Design: The study involved 50 primary small intestinal adenocarcinoma resection specimens. Immunohistochemistry was performed on formalin-fixed, paraffin-embedded sections using anti-human Her2 protein. All slides were interpreted based on the DAKO HercepTest scoring guidelines, as follows: 0, no staining is observed or membrane staining is observed in less than 10% of the tumor cells; 1+, a faint/barely perceptible membrane staining is detected in more than 10% of the tumor cells; 2+, a weak to moderate complete membrane staining is observed in more than 10% of the tumor cells; 3+, a strong complete membrane staining is observed in more than 10% of the tumor cells. Protein overexpression was considered to have 3+ staining. For FISH, probes to Her2 and the chromosome 17 centromere were utilized. At least 100 cells were counted from all tumor areas. More than a mean number of four fluorescence signals per two signals of the chromosome 17 centromere were considered amplified. Specimens were considered negative when less than 10% of tumor cells showed amplification of HER-2.
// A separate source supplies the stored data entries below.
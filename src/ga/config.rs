//! GA configuration.
//!
//! [`TspConfig`] holds all parameters that control the evolutionary loop.

use super::error::TspError;

/// Configuration for the TSP genetic algorithm.
///
/// Controls problem size, population size, elitism, termination,
/// reporting, and parallelism. All sizes are fixed for the whole run.
///
/// # Defaults
///
/// ```
/// use u_tspga::ga::TspConfig;
///
/// let config = TspConfig::default();
/// assert_eq!(config.epochs, 500);
/// assert_eq!(config.seed, 12345);
/// assert_eq!(config.n_cities, 250);
/// assert_eq!(config.population_size, 40_000);
/// assert_eq!(config.elite_count(), 4_000);
/// ```
///
/// # Builder Pattern
///
/// ```
/// use u_tspga::ga::TspConfig;
///
/// let config = TspConfig::default()
///     .with_n_cities(50)
///     .with_population_size(1_000)
///     .with_elite_ratio(0.2)
///     .with_epochs(100)
///     .with_seed(7);
/// assert!(config.validate().is_ok());
/// ```
#[derive(Debug, Clone, PartialEq)]
#[cfg_attr(feature = "serde", derive(serde::Serialize, serde::Deserialize))]
pub struct TspConfig {
    /// Number of generations to run after the initial population is sorted.
    ///
    /// Zero is allowed and returns the best of the initial population.
    pub epochs: usize,

    /// Seed of the run's single pseudo-random stream.
    pub seed: u32,

    /// Number of cities. Must match the city slice handed to the runner.
    pub n_cities: usize,

    /// Number of chromosomes in the population.
    pub population_size: usize,

    /// Fraction of the population preserved as elites (0.0–1.0).
    ///
    /// Elite chromosomes are copied unchanged to the next generation and
    /// are the only parents used for crossover.
    pub elite_ratio: f64,

    /// Mutation rounds applied to the identity population before the first
    /// evaluation.
    pub init_mutations: usize,

    /// Generations between progress checkpoints (offset by one).
    ///
    /// Set to 0 to disable periodic checkpoints; the final check always runs.
    pub report_interval: usize,

    /// Whether checkpoints validate every chromosome instead of only the best.
    pub validate_all: bool,

    /// Whether to run the data-parallel phases on rayon workers.
    pub parallel: bool,

    /// Size of a dedicated worker pool.
    ///
    /// `None` uses rayon's global pool. Ignored when `parallel` is false.
    pub threads: Option<usize>,
}

impl Default for TspConfig {
    fn default() -> Self {
        Self {
            epochs: 500,
            seed: 12345,
            n_cities: 250,
            population_size: 40_000,
            elite_ratio: 0.1,
            init_mutations: 10,
            report_interval: 50,
            validate_all: false,
            parallel: true,
            threads: None,
        }
    }
}

impl TspConfig {
    /// Sets the number of generations.
    pub fn with_epochs(mut self, n: usize) -> Self {
        self.epochs = n;
        self
    }

    /// Sets the random seed.
    pub fn with_seed(mut self, seed: u32) -> Self {
        self.seed = seed;
        self
    }

    /// Sets the number of cities.
    pub fn with_n_cities(mut self, n: usize) -> Self {
        self.n_cities = n;
        self
    }

    /// Sets the population size.
    pub fn with_population_size(mut self, n: usize) -> Self {
        self.population_size = n;
        self
    }

    /// Sets the elite ratio.
    pub fn with_elite_ratio(mut self, ratio: f64) -> Self {
        self.elite_ratio = ratio.clamp(0.0, 1.0);
        self
    }

    /// Sets the number of initial mutation rounds.
    pub fn with_init_mutations(mut self, n: usize) -> Self {
        self.init_mutations = n;
        self
    }

    /// Sets the checkpoint interval (0 to disable).
    pub fn with_report_interval(mut self, n: usize) -> Self {
        self.report_interval = n;
        self
    }

    /// Enables or disables whole-population validation at checkpoints.
    pub fn with_validate_all(mut self, validate_all: bool) -> Self {
        self.validate_all = validate_all;
        self
    }

    /// Enables or disables parallel phases.
    pub fn with_parallel(mut self, parallel: bool) -> Self {
        self.parallel = parallel;
        self
    }

    /// Runs on a dedicated pool of `n` worker threads.
    pub fn with_threads(mut self, n: usize) -> Self {
        self.threads = Some(n);
        self
    }

    /// Number of elite chromosomes: `floor(population_size × elite_ratio)`.
    pub fn elite_count(&self) -> usize {
        (self.population_size as f64 * self.elite_ratio) as usize
    }

    /// Number of offspring produced per generation.
    pub fn offspring_count(&self) -> usize {
        self.population_size.saturating_sub(self.elite_count())
    }

    /// Whether `generation` is a progress checkpoint.
    ///
    /// With the default interval of 50 these are generations 1, 51, 101, ...
    pub fn is_checkpoint(&self, generation: usize) -> bool {
        let k = self.report_interval;
        k > 0 && generation % k == 1 % k
    }

    /// Validates the configuration.
    pub fn validate(&self) -> Result<(), TspError> {
        if self.n_cities == 0 {
            return Err(invalid("n_cities must be at least 1"));
        }
        if self.population_size < 2 {
            return Err(invalid("population_size must be at least 2"));
        }
        if u32::try_from(self.n_cities).is_err() {
            return Err(invalid("n_cities exceeds the u32 index range"));
        }
        if u32::try_from(self.population_size).is_err() {
            return Err(invalid("population_size exceeds the u32 index range"));
        }
        let elite_count = self.elite_count();
        if elite_count == 0 {
            return Err(invalid("elite_ratio too low: no parents for crossover"));
        }
        if elite_count >= self.population_size {
            return Err(invalid(
                "elite_ratio too high: elites fill entire population",
            ));
        }
        if self.threads == Some(0) {
            return Err(invalid("threads must be positive or None"));
        }
        Ok(())
    }
}

fn invalid(msg: &str) -> TspError {
    TspError::InvalidConfig(msg.into())
}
Results: 88% (44/50) of the specimens had no observable immunohistochemical staining (score of 0). The remaining 12% (6/50) demonstrated 1+ staining. No Her2 amplification was detected by FISH in any of the specimens.
Conclusions: Primary small intestinal adenocarcinoma did not exhibit Her2 amplification in our sample. Therefore, monoclonal antibody therapy may not have therapeutic effect on these tumors.
Tuesday, March 23, 2010 1:00 PM
Poster Session IV # 69, Tuesday Afternoon